Records excerpted from a collection ▸
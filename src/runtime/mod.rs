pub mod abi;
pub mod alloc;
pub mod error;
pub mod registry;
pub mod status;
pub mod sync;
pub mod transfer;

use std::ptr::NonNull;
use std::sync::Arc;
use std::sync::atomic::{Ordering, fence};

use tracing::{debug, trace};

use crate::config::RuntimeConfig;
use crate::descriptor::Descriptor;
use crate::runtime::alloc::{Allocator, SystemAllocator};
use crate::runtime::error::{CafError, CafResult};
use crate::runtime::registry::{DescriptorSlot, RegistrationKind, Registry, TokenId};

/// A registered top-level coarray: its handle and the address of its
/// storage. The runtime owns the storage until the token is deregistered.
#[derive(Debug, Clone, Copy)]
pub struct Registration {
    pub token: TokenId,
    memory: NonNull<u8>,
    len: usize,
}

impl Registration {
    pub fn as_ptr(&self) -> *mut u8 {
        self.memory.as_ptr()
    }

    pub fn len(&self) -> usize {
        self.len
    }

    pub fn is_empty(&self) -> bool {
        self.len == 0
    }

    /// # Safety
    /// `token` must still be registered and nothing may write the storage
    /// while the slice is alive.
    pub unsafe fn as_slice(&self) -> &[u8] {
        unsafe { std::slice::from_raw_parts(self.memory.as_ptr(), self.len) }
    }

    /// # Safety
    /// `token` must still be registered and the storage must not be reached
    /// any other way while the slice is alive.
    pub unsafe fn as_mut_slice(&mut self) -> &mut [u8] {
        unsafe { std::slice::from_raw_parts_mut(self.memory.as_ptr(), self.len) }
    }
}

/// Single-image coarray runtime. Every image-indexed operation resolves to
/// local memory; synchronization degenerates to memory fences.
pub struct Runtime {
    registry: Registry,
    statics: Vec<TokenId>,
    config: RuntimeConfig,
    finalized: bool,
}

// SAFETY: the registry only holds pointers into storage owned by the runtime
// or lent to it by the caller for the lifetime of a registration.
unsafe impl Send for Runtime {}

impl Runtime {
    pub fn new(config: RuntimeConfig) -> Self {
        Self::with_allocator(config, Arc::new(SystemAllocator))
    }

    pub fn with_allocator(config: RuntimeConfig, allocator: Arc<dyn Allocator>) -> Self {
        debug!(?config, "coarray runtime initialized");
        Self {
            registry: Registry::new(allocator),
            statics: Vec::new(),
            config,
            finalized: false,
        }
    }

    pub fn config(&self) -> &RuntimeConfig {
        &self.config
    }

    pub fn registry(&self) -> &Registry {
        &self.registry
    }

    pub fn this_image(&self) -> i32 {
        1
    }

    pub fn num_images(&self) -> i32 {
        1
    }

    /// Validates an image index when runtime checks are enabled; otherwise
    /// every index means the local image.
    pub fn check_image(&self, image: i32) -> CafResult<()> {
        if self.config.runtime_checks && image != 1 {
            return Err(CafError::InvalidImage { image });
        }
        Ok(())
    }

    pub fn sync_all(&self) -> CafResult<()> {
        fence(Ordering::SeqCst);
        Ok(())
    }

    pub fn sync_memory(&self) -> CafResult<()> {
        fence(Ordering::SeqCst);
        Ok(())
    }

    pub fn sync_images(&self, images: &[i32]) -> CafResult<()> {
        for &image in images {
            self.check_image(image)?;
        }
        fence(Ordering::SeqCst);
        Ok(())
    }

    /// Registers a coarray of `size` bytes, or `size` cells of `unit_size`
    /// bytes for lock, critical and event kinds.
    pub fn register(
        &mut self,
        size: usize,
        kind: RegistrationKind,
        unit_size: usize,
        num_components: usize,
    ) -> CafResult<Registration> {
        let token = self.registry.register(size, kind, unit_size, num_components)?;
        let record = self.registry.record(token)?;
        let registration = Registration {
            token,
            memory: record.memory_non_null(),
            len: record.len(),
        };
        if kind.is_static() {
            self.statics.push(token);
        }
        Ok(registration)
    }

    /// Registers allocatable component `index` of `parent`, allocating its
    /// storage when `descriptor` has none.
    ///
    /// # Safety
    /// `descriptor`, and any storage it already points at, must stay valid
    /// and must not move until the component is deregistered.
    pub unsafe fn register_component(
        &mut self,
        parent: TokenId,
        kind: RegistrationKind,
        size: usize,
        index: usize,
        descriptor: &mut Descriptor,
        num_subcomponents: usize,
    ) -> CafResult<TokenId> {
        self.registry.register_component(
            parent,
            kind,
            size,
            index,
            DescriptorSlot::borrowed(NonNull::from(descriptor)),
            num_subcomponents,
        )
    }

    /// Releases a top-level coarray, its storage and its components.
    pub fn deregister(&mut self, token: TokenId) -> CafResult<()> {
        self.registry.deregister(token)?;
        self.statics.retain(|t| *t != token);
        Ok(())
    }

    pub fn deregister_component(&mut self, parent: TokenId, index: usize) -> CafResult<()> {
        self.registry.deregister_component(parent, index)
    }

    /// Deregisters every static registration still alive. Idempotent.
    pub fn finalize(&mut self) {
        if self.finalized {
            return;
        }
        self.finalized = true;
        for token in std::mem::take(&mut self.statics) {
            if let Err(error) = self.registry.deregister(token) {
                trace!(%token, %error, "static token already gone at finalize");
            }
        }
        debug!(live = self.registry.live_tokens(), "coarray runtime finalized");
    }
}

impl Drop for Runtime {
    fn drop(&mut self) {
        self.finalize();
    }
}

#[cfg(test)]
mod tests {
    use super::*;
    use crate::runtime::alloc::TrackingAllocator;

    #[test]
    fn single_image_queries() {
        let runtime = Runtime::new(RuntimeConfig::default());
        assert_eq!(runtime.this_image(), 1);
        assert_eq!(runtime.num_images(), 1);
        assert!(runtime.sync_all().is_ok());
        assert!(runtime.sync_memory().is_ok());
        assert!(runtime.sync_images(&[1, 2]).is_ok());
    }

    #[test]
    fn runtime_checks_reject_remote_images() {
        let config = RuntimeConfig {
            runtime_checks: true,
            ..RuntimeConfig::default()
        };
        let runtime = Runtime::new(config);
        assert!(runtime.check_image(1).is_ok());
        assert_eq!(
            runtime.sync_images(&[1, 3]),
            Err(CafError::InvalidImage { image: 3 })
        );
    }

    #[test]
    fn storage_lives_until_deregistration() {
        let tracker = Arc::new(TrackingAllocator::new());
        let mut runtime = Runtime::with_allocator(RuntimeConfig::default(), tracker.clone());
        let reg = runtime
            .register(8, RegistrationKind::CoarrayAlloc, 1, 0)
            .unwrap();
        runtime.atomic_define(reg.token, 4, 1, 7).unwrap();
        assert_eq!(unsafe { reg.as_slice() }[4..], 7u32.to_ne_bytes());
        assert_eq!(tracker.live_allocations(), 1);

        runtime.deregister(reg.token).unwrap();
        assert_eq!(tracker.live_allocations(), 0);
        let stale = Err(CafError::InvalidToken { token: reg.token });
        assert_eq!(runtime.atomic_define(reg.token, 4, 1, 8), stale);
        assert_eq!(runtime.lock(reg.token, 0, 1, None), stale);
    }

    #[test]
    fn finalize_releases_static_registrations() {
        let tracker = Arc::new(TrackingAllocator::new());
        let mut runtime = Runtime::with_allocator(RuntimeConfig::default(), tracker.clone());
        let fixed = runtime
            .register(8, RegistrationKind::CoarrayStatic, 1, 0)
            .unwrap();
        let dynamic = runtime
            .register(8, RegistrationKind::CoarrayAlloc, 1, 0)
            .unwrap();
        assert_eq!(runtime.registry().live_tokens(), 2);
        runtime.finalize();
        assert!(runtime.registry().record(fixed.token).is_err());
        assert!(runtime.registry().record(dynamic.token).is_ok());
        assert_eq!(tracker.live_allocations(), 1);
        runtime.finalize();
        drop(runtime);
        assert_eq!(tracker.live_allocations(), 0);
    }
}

==

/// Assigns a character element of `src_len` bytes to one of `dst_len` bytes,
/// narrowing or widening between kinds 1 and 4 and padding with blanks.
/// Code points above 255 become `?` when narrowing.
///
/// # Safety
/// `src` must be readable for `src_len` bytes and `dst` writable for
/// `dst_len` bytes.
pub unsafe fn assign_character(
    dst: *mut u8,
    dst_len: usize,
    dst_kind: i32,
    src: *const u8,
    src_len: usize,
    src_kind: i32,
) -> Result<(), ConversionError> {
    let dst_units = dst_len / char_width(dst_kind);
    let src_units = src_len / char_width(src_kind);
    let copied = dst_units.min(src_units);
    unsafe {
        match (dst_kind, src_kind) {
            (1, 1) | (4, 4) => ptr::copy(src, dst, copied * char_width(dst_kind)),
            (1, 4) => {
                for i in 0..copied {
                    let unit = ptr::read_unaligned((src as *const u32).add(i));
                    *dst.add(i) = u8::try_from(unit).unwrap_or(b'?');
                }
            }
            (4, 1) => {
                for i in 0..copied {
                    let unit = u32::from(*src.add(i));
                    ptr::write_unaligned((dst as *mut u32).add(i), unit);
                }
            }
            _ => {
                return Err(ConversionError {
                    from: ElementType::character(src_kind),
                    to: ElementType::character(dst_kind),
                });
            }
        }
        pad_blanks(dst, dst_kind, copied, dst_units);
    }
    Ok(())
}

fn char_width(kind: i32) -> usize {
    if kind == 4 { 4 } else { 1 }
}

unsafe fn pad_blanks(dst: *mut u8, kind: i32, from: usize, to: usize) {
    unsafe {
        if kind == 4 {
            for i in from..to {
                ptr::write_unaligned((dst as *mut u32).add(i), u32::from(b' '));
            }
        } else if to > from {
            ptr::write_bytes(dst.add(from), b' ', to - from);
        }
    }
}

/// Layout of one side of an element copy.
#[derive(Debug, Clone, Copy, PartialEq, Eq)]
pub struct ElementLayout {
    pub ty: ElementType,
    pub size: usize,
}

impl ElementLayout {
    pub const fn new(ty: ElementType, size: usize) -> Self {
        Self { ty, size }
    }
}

WHAT THE EXERCISE ASKS ▸
Using the records above, copy every line that has the word "while" in it.

RESULT OF THE TASK ▸
    /// while the slice is alive.
    /// any other way while the slice is alive.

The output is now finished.